Non solo, oggi è prevista anche una gestione autonoma delle ferie, previo accordo con il proprio responsabile. Inoltre, abbiamo introdotto altri due elementi: chi sta per andare in maternità il nono mese può lavorare in Smart Working e abbiamo esteso la possibilità di fare Smart Working continuativo durante il periodo estivo, per andare incontro a delle esigenze di flessibilità nei periodi in cui, soprattutto chi ha figli, va incontro a un’organizzazione un po’ più complessa».

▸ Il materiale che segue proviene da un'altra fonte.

use {
    crate::{
        cleanup::{Cleanup, Finalize},
        error::FiberLocalError,
        registry::{self, Binding, FiberId, Registry, SlotId},
    },
    log::{debug, trace},
    std::{fmt, mem, ptr, ptr::NonNull, rc::Rc, sync::Arc},
};

/// A fiber-local variable: every fiber sees its own value through the same handle.
///
/// The handle stores no values. It is only a key ([`SlotId`]) plus a [`Cleanup`] strategy;
/// the values live in the tables of the [`Registry`] installed on the calling thread,
/// one table per fiber.
///
/// A value bound with [`reset`] (or [`set`]) belongs to its binding until it is [`release`]d.
/// Owned values are finalized exactly once: when their fiber terminates, or when the handle is
/// dropped while their fiber is the active one, whichever comes first.
///
/// Accessing the value requires an active fiber. The plain methods panic without one,
/// the `try_` variants return a [`FiberLocalError`].
///
/// [`reset`]: #method.reset
/// [`set`]: #method.set
/// [`release`]: #method.release
pub struct FiberLocal<T: 'static> {
    id: SlotId,
    cleanup: Arc<Cleanup<T>>,
}

impl<T: 'static> FiberLocal<T> {
    /// Creates a slot whose values are dropped normally when finalized.
    pub fn new() -> Self {
        Self::with_cleanup(Cleanup::Destroy)
    }

    /// Creates a slot whose values are passed to `finalizer` when finalized.
    ///
    /// With `None`, finalization does nothing at all and the value's memory is not reclaimed.
    pub fn with_finalizer(finalizer: Option<fn(Box<T>)>) -> Self {
        Self::with_cleanup(Cleanup::Custom(finalizer))
    }

    /// Creates a slot with an explicit cleanup strategy.
    pub fn with_cleanup(cleanup: Cleanup<T>) -> Self {
        let id = SlotId::next();
        trace!("created fiber-local slot {} ({:?})", id, cleanup);

        Self {
            id,
            cleanup: Arc::new(cleanup),
        }
    }

    /// The key identifying this slot in every fiber's table.
    pub fn id(&self) -> SlotId {
        self.id
    }

    /// The strategy finalizing this slot's values.
    pub fn cleanup(&self) -> &Cleanup<T> {
        &self.cleanup
    }

    /// Returns a pointer to the active fiber's value, or null if it has none.
    ///
    /// # Panics
    ///
    /// Panics if no fiber is active on this thread.
    #[track_caller]
    pub fn get(&self) -> *mut T {
        expect_fiber(self.try_get())
    }

    /// Like [`get`], but returns an error instead of panicking outside of a fiber.
    ///
    /// [`get`]: #method.get
    pub fn try_get(&self) -> Result<*mut T, FiberLocalError> {
        let (registry, fiber) = registry::active()?;

        Ok(registry
            .get_binding(fiber, self.id)
            .map_or(ptr::null_mut(), |value| value.cast::<T>().as_ptr()))
    }

    /// Binds `value` to the active fiber, taking ownership of it. `None` unbinds.
    ///
    /// Returns the value it replaces, if any. The replaced value is handed back as is:
    /// the slot's cleanup does not run on it.
    ///
    /// Passing the allocation that is already bound (or `None` to an empty slot) changes nothing.
    /// Zero-sized values have no allocation of their own and are always replaced.
    ///
    /// # Panics
    ///
    /// Panics if no fiber is active on this thread.
    #[track_caller]
    pub fn reset(&self, value: Option<Box<T>>) -> Option<Box<T>> {
        expect_fiber(self.try_reset(value))
    }

    /// Like [`reset`], but returns an error instead of panicking outside of a fiber.
    /// On error `value` is dropped.
    ///
    /// [`reset`]: #method.reset
    pub fn try_reset(&self, value: Option<Box<T>>) -> Result<Option<Box<T>>, FiberLocalError> {
        let (registry, fiber) = registry::active()?;

        let current = registry
            .get_binding(fiber, self.id)
            .map(NonNull::cast::<T>);
        let incoming = value.as_deref().map(NonNull::from);

        // Boxes of zero-sized types all share one dangling address.
        if current == incoming && mem::size_of::<T>() != 0 {
            // The binding already owns this allocation.
            mem::forget(value);
            return Ok(None);
        }

        let binding = value.map(|value| self.bind(value));
        trace!(
            "slot {} in fiber {}: {}",
            self.id,
            fiber,
            if binding.is_some() { "bound" } else { "unbound" }
        );

        let superseded = registry.set_binding(fiber, self.id, binding);
        Ok(superseded.map(|binding| self.reclaim(binding)))
    }

    /// Unbinds the active fiber's value and returns it without running the cleanup.
    ///
    /// The caller owns the returned value; the slot reads as empty afterwards.
    ///
    /// # Panics
    ///
    /// Panics if no fiber is active on this thread.
    #[track_caller]
    pub fn release(&self) -> Option<Box<T>> {
        expect_fiber(self.try_release())
    }

    /// Like [`release`], but returns an error instead of panicking outside of a fiber.
    ///
    /// [`release`]: #method.release
    pub fn try_release(&self) -> Result<Option<Box<T>>, FiberLocalError> {
        let (registry, fiber) = registry::active()?;

        let released = registry.set_binding(fiber, self.id, None);
        if released.is_some() {
            trace!("slot {} in fiber {}: released", self.id, fiber);
        }

        Ok(released.map(|binding| self.reclaim(binding)))
    }

    /// Boxes `value` and binds it to the active fiber. See [`reset`].
    ///
    /// [`reset`]: #method.reset
    #[track_caller]
    pub fn set(&self, value: T) -> Option<Box<T>> {
        self.reset(Some(Box::new(value)))
    }

    /// Unbinds and unboxes the active fiber's value. See [`release`].
    ///
    /// [`release`]: #method.release
    #[track_caller]
    pub fn take(&self) -> Option<T> {
        self.release().map(|value| *value)
    }

    /// Returns a reference to the active fiber's value, or `None` if it has none.
    ///
    /// # Safety
    ///
    /// The value must not be unbound, replaced or finalized while the reference is alive,
    /// and no mutable reference to it may exist meanwhile.
    ///
    /// # Panics
    ///
    /// Panics if no fiber is active on this thread.
    #[track_caller]
    pub unsafe fn as_ref(&self) -> Option<&T> {
        unsafe { self.get().as_ref() }
    }

    /// Returns a mutable reference to the active fiber's value, or `None` if it has none.
    ///
    /// # Safety
    ///
    /// The value must not be unbound, replaced or finalized while the reference is alive,
    /// and no other reference to it may exist meanwhile.
    ///
    /// # Panics
    ///
    /// Panics if no fiber is active on this thread.
    #[track_caller]
    #[allow(clippy::mut_from_ref)]
    pub unsafe fn as_mut(&self) -> Option<&mut T> {
        unsafe { self.get().as_mut() }
    }

    /// Calls `f` with the active fiber's value, or `None` if it has none.
    ///
    /// The value is checked out of the fiber's table for the duration of the call and put back
    /// afterwards, even if `f` panics. Meanwhile the slot reads as empty in this fiber.
    /// If `f` binds a new value to this slot, that value is kept when there was nothing to
    /// put back, and finalized otherwise.
    ///
    /// # Panics
    ///
    /// Panics if no fiber is active on this thread.
    #[track_caller]
    pub fn with<R, F: FnOnce(Option<&mut T>) -> R>(&self, f: F) -> R {
        let mut checkout = self.check_out();
        f(checkout.value.as_deref_mut())
    }

    /// Like [`with`], but first binds the value returned by `init` if the active fiber has none.
    ///
    /// [`with`]: #method.with
    #[track_caller]
    pub fn with_or_init<R, I, F>(&self, init: I, f: F) -> R
    where
        I: FnOnce() -> T,
        F: FnOnce(&mut T) -> R,
    {
        let mut checkout = self.check_out();
        let value: &mut T = checkout.value.get_or_insert_with(|| Box::new(init()));
        f(value)
    }

    fn bind(&self, value: Box<T>) -> Binding {
        let cleanup: Arc<dyn Finalize> = self.cleanup.clone();
        Binding::new(self.id, NonNull::from(Box::leak(value)).cast(), cleanup)
    }

    /// Takes the value back out of a binding this slot created.
    ///
    /// # Panics
    ///
    /// Panics if the binding belongs to another slot; it is then finalized by its own cleanup.
    fn reclaim(&self, binding: Binding) -> Box<T> {
        assert_eq!(
            binding.slot(),
            self.id,
            "binding of slot {} handed to slot {}",
            binding.slot(),
            self.id
        );

        let value = binding.disown().cast::<T>();
        // SAFETY: bindings of this slot are only created by `bind`, from a `Box<T>`.
        unsafe { Box::from_raw(value.as_ptr()) }
    }

    #[track_caller]
    fn check_out(&self) -> Checkout<'_, T> {
        let (registry, fiber) = expect_fiber(registry::active());

        let value = registry
            .set_binding(fiber, self.id, None)
            .map(|binding| self.reclaim(binding));

        Checkout {
            slot: self,
            registry,
            fiber,
            value,
        }
    }
}

impl<T: 'static> Default for FiberLocal<T> {
    fn default() -> Self {
        Self::new()
    }
}

impl<T: 'static> Drop for FiberLocal<T> {
    /// Finalizes the active fiber's value, if there is an active fiber.
    ///
    /// Values bound in other fibers stay where they are until those fibers terminate.
    fn drop(&mut self) {
        let (registry, fiber) = match registry::active() {
            Ok(active) => active,
            Err(err) => {
                debug!("dropped slot {} without finalizing anything: {}", self.id, err);
                return;
            }
        };

        if let Some(binding) = registry.set_binding(fiber, self.id, None) {
            trace!("slot {} dropped, finalizing its value in fiber {}", self.id, fiber);
            drop(binding);
        }
    }
}

impl<T: 'static> fmt::Debug for FiberLocal<T> {
    fn fmt(&self, f: &mut fmt::Formatter) -> fmt::Result {
        f.debug_struct("FiberLocal")
            .field("id", &self.id)
            .field("cleanup", &*self.cleanup)
            .finish()
    }
}

/// A value checked out of a fiber's table by [`FiberLocal::with`], put back on drop.
struct Checkout<'a, T: 'static> {
    slot: &'a FiberLocal<T>,
    registry: Rc<dyn Registry>,
    fiber: FiberId,
    value: Option<Box<T>>,
}

impl<T: 'static> Drop for Checkout<'_, T> {
    fn drop(&mut self) {
        if let Some(value) = self.value.take() {
            let binding = self.slot.bind(value);
            // Whatever was bound while the value was out gives way to it.
            drop(self.registry.set_binding(self.fiber, self.slot.id, Some(binding)));
        }
    }
}

#[track_caller]
fn expect_fiber<R>(result: Result<R, FiberLocalError>) -> R {
    match result {
        Ok(result) => result,
        Err(err) => panic!("fiber-local storage accessed outside of a fiber: {}", err),
    }
}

Un concetto di flessibilità ampio quello di Mondelēz, che si riscontra anche nelle politiche per la gestione dei permessi: «Li abbiamo sempre riconosciuti o in misura superiore rispetto a quanto previsto dal CCNL di riferimento o su delle patologie che non venivano prese in considerazione, soprattutto per quanto riguarda gli aspetti psicologici». E non mancano iniziative a supporto del worklife-balance, anche in ottica time saving, come i servizi di tintoria, sartoria, farmacia e di take away serale. Ci sono poi una serie di politiche che sono state confermate da un punto di vista formale anche all’interno del contratto integrativo:
«Nel 2019 abbiamo inserito ufficialmente la prassi dell’”Happy Parental Program”, uno strumento che facilita il rientro dalla maternità, prevedendo ad esempio l’affiancamento di uno stagista per sei mesi, per dare tempo alla persona di riabituarsi al ritmo ed evitare eventuali sovraccarichi di lavoro per gli altri colleghi. Per le persone che lavorano nelle vendite, abbiamo previsto una revisione dei giri avendo come baricentro il domicilio, e chi lavora negli stabilimenti in produzione abbiamo dato la possibilità di essere esclusi dai turni notturni fino al compimento del quinto anno del bambino. Rispetto poi alle genitorialità, abbiamo esteso di ulteriori due settimane il congedo parentale per i papà oltre a quanto previsto dalla legge – per un totale di quattro settimane complessive – e offriamo supporto psicologico ai neogenitori».